La figure 4-5 montre l’apprentissage en train de se faire. La courbe d’erreur reproduit les pérégrinations de l’algorithme d’apprentissage, montrant de nombreuses hésitations et même de fausses pistes, rapidement abandonnées. Initialement de 75% , l’erreur tombe en dessous des 50% après une vingtaine d’essais, elle n’est plus que de 26% après 38 essais.
Sur la figure 4-6 on voit que la courbe d’erreur descend globalement et, après 210 essais l’erreur est tombée en dessous de 2%, ce qui est un excellent apprentissage.
La figure 4-7 montre le réseau en action en train de reconnaître une position prise par un acteur réel devant la caméra.
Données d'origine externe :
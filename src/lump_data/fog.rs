use crate::lump_data::{read_fixed_name, LumpData, LumpType};
use crate::map_header::FormatVersion;
use crate::read_util::PrimitiveRead;
use std::io::{Read, Result as IOResult};

/// A fog volume ("effect" in older documentation). `brush_index` bounds
/// the volume; `visible_side` is -1 when every side is visible.
#[derive(Clone, Debug)]
pub struct Fog {
    pub name: String,
    pub brush_index: i32,
    pub visible_side: i32,
}

impl LumpData for Fog {
    fn lump_type() -> LumpType {
        LumpType::Fogs
    }

    fn element_size(_format: FormatVersion) -> usize {
        72
    }

    fn read(reader: &mut dyn Read, _format: FormatVersion) -> IOResult<Self> {
        let name = read_fixed_name(reader)?;
        let brush_index = reader.read_i32()?;
        let visible_side = reader.read_i32()?;
        Ok(Self {
            name,
            brush_index,
            visible_side,
        })
    }
}
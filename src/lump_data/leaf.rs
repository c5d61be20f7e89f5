use crate::lump_data::{LumpData, LumpType};
use crate::map_header::FormatVersion;
use crate::read_util::{PrimitiveRead, VectorRead};
use std::io::{Read, Result as IOResult};

/// A BSP tree leaf. `cluster` is -1 for leaves outside the map (no PVS
/// entry).
#[derive(Clone, Copy, Debug)]
pub struct Leaf {
    pub cluster: i32,
    pub area: i32,
    pub mins: [i32; 3],
    pub maxs: [i32; 3],
    pub first_leaf_face: i32,
    pub num_leaf_faces: i32,
    pub first_leaf_brush: i32,
    pub num_leaf_brushes: i32,
}

impl LumpData for Leaf {
    fn lump_type() -> LumpType {
        LumpType::Leafs
    }

    fn element_size(_format: FormatVersion) -> usize {
        48
    }

    fn read(reader: &mut dyn Read, _format: FormatVersion) -> IOResult<Self> {
        let cluster = reader.read_i32()?;
        let area = reader.read_i32()?;
        let mins = reader.read_vec3i()?;
        let maxs = reader.read_vec3i()?;
        let first_leaf_face = reader.read_i32()?;
        let num_leaf_faces = reader.read_i32()?;
        let first_leaf_brush = reader.read_i32()?;
        let num_leaf_brushes = reader.read_i32()?;
        Ok(Self {
            cluster,
            area,
            mins,
            maxs,
            first_leaf_face,
            num_leaf_faces,
            first_leaf_brush,
            num_leaf_brushes,
        })
    }
}
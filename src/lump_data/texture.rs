use crate::lump_data::{read_fixed_name, LumpData, LumpType};
use crate::map_header::FormatVersion;
use crate::read_util::PrimitiveRead;
use bitflags::bitflags;
use std::io::{Read, Result as IOResult};

bitflags! {
    /// Per-surface behavior flags. Unknown bits are retained as-is; their
    /// meaning is a game concern, not a format concern.
    #[derive(Clone, Copy, Debug, Default, PartialEq, Eq)]
    pub struct SurfaceFlags: u32 {
        const NO_DAMAGE = 0x1;
        const SLICK = 0x2;
        const SKY = 0x4;
        const LADDER = 0x8;
        const NO_IMPACT = 0x10;
        const NO_MARKS = 0x20;
        const FLESH = 0x40;
        const NO_DRAW = 0x80;
        const HINT = 0x100;
        const SKIP = 0x200;
        const NO_LIGHTMAP = 0x400;
        const POINT_LIGHT = 0x800;
        const METAL_STEPS = 0x1000;
        const NO_STEPS = 0x2000;
        const NON_SOLID = 0x4000;
        const LIGHT_FILTER = 0x8000;
        const ALPHA_SHADOW = 0x10000;
        const NO_DLIGHT = 0x20000;
        const DUST = 0x40000;
    }
}

bitflags! {
    /// Brush content classification flags.
    #[derive(Clone, Copy, Debug, Default, PartialEq, Eq)]
    pub struct ContentFlags: u32 {
        const SOLID = 0x1;
        const LAVA = 0x8;
        const SLIME = 0x10;
        const WATER = 0x20;
        const FOG = 0x40;
        const AREA_PORTAL = 0x8000;
        const PLAYER_CLIP = 0x10000;
        const MONSTER_CLIP = 0x20000;
        const CLUSTER_PORTAL = 0x100000;
        const DO_NOT_ENTER = 0x200000;
        const BOT_CLIP = 0x400000;
        const ORIGIN = 0x1000000;
        const BODY = 0x2000000;
        const CORPSE = 0x4000000;
        const DETAIL = 0x8000000;
        const STRUCTURAL = 0x10000000;
        const TRANSLUCENT = 0x20000000;
        const TRIGGER = 0x40000000;
        const NO_DROP = 0x80000000;
    }
}

/// A material/shader reference. The name is not resolved against any
/// asset store here.
#[derive(Clone, Debug, PartialEq)]
pub struct Texture {
    pub name: String,
    pub surface_flags: SurfaceFlags,
    pub content_flags: ContentFlags,
}

impl LumpData for Texture {
    fn lump_type() -> LumpType {
        LumpType::Textures
    }

    fn element_size(_format: FormatVersion) -> usize {
        72
    }

    fn read(reader: &mut dyn Read, _format: FormatVersion) -> IOResult<Self> {
        let name = read_fixed_name(reader)?;
        let surface_flags = SurfaceFlags::from_bits_retain(reader.read_u32()?);
        let content_flags = ContentFlags::from_bits_retain(reader.read_u32()?);
        Ok(Self {
            name,
            surface_flags,
            content_flags,
        })
    }
}

#[cfg(test)]
mod tests {
    use super::*;
    use std::io::Cursor;

    #[test]
    fn name_truncates_at_first_nul() {
        let mut data = vec![0u8; 72];
        data[..13].copy_from_slice(b"textures/base");
        data[64] = 0x81; // NO_DAMAGE | NO_DRAW
        data[68] = 0x01; // SOLID
        let texture = Texture::read(&mut Cursor::new(data), FormatVersion::IBsp).unwrap();
        assert_eq!(texture.name, "textures/base");
        assert_eq!(
            texture.surface_flags,
            SurfaceFlags::NO_DAMAGE | SurfaceFlags::NO_DRAW
        );
        assert_eq!(texture.content_flags, ContentFlags::SOLID);
    }
}
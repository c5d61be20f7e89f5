use crate::lump_data::{LumpData, LumpType};
use crate::map_header::FormatVersion;
use crate::read_util::PrimitiveRead;
use std::io::{Read, Result as IOResult};

#[derive(Clone, Copy, Debug)]
pub struct LeafBrush {
    pub brush: i32,
}

impl LumpData for LeafBrush {
    fn lump_type() -> LumpType {
        LumpType::LeafBrushes
    }

    fn element_size(_format: FormatVersion) -> usize {
        4
    }

    fn read(reader: &mut dyn Read, _format: FormatVersion) -> IOResult<Self> {
        let brush = reader.read_i32()?;
        Ok(Self { brush })
    }
}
On voit que l’image de celui-ci, en bas et à gauche, ne reproduit qu’imparfaitement la position écartée (sur la figure 4-4, les bras sont plus hauts), cependant le réseau a reconnu cette position.
Notons que « imiter » ne signifie pas nécessairement « faire la même chose ». Par exemple nous pouvons donner des couples d’apprentissages arbitraires pour apprendre au personnage virtuel à se lever quand on se baisse ou à se plier quand on s’étend.
Une utilisation intéressante de ce système consisterait à le confier à un chorégraphe qui entraînerait le personnage virtuel à danser dans un certain style.
Une autre application consiste à munir le personnage virtuel simultanément de plusieurs sens, par exemple l’ouie et la vue, en connectant une caméra vidéo et un signal audio aux entrées de un ou plusieurs réseaux neuronaux. J’ai réalisé une telle installation interactive proposant aux spectateurs de danser sur une musique avec un personnage virtuel qui « entendait » également cette musique. Il en résulte une mise en résonance des deux danseurs (réel et virtuel) avec la musique.
Figure 4-5 : Début
d’apprentissage (erreur de 26% après 38 essais)
Figure 4-6 : Amélioration de
l’erreur qui est tombée à moins de 2% (après 210 essais)
Figure 4-7 : Réseau en action : Le personnage
prend une position proche de la position apprise (écartée), bien que la
position montrée ne soit pas exactement celle proposée en apprentissage (voir
figure 4-4).
4 Conclusion
Je
crois avoir montré, à travers la création du logiciel « anyflo », de
ses interfaces pédagogiques et artistiques et des dispositifs ludo-éducatifs
que peuvent être les installations interactives, que les problématiques de la création numérique sont
inséparables de celles de l’interactivité. Loin de se réduire à un simple
schéma stimulus-réponse elle s’apparente au schéma perception-action à la base
des comportements les plus évolués des êtres vivants et faisant intervenir un
système nerveux dont la plasticité lui permet de se transformer et de s’adapter
à son environnement par apprentissage. Ainsi se trouve dépassée, je pense, l’opposition
traditionnelle entre une soit disant rationalité scientifique ou technique et
une prétendue intuition artistique : Finalement, tout ceci n’est qu’une
affaire de neurones…
[1] M. Bret, M.H. Tramus, A.
Berthoz, Interacting with an intelligent dancing figure : artistic
experiments at the crossroads between art and cognitive science, Leonardo,
Vol 38, No 1, pp. 46-53, 2005.
[2] M.-H. Tramus, M. Bret, E. Couchot , La seconde interactivité, in Arte e vida no século XXI, Organizadora Diana Domongues, UNESP, Brasil (2003).
[3] F.J. Varela Connaitre - Les sciences cognitives, tendances et
perspectives, Ed.
du Seuil, 1989
[4] Karl Sims, Evolving Virtual Creatures, in Computer Graphics,
15-22, 1994.
[5] Michiel Van de Panne, Eugène Fiume,
Sensor-Actuator Networks, in Computer Graphics, 335-342, 1993.
[6] M. Bret, Virtual Living
Beings, in Lecture Notes in Artificial Intelligence, Virtula Worlds
119-134, Ed. Jean-Claude Heudin, Springer 2000.
[7] Jean Pierre Changeux, L’homme
neuronal, Fayard, 1983
[8] Hervé Abdi: Les réseaux
de neurones, Presses Universitaires de Grenoble 1994.